Problem statement = Out of all the lines below, count those with the word "RelaySession". Give the number only.

Saved entries
- - -
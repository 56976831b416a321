use std::sync::Arc;
use std::time::Instant;

use crate::error::CoreResult;
use crate::model::{ChatRequest, OptimizeRequest, StopReason};
use crate::normalizer::build_chat_request;
use crate::provider::ChatProvider;
use crate::relay::{self, ChunkSink, RelayReport, RelaySession};
use crate::stream::IncrementStream;
use crate::telemetry::{self, RelayLog, RelayMode};

/// Validates optimize requests and hands them to the upstream provider.
#[derive(Clone)]
pub struct PromptService {
    provider: Arc<dyn ChatProvider>,
    model: String,
}

impl PromptService {
    pub fn new(provider: Arc<dyn ChatProvider>, model: impl Into<String>) -> Self {
        Self { provider, model: model.into() }
    }

    /// Single-shot optimize. Validation failures never reach the provider.
    pub async fn optimize(&self, req: &OptimizeRequest) -> CoreResult<String> {
        let chat = build_chat_request(req, &self.model)?;
        let started = Instant::now();
        let result = self.provider.chat(chat).await;

        let mut log = RelayLog::new(RelayMode::Single)
            .model(&self.model)
            .chunks(1)
            .latency_ms(started.elapsed().as_millis() as u64);
        log = match &result {
            Ok(resp) => {
                let stop_reason = resp.stop_reason.map(StopReason::as_str);
                tracing::debug!(
                    provider = %resp.provider,
                    provider_request_id = ?resp.provider_request_id,
                    latency_ms = resp.latency_ms,
                    tokens_prompt = resp.usage_prompt,
                    tokens_completion = resp.usage_completion,
                    stop_reason = ?stop_reason,
                    "optimize completed"
                );
                log = log
                    .outcome("completed")
                    .response_len(resp.text.len())
                    .usage(resp.usage_prompt, resp.usage_completion)
                    .status_code(200);
                match stop_reason {
                    Some(reason) => log.stop_reason(reason),
                    None => log,
                }
            }
            Err(e) => {
                tracing::warn!(
                    provider = self.provider.name(),
                    kind = e.kind(),
                    error = %e,
                    "optimize failed"
                );
                log.outcome("errored").error(e)
            }
        };
        telemetry::emit(log);

        result.map(|resp| resp.text)
    }

    /// Validate a streaming request without contacting upstream.
    pub fn prepare_stream(&self, req: &OptimizeRequest) -> CoreResult<PreparedStream> {
        let request = build_chat_request(req, &self.model)?;
        Ok(PreparedStream { provider: self.provider.clone(), request })
    }
}

/// A validated streaming request, not yet sent upstream.
pub struct PreparedStream {
    provider: Arc<dyn ChatProvider>,
    request: ChatRequest,
}

impl PreparedStream {
    /// Open the upstream stream.
    pub async fn open(self) -> CoreResult<IncrementStream> {
        self.provider.chat_stream(self.request).await
    }

    /// Open upstream and relay it into `sink` in a fresh session.
    pub async fn relay<S: ChunkSink + ?Sized>(self, sink: &mut S) -> RelayReport {
        let session = RelaySession::new(self.request.model.clone());
        relay::run(session, self.open(), sink).await
    }
}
- - -
Solved problem = 2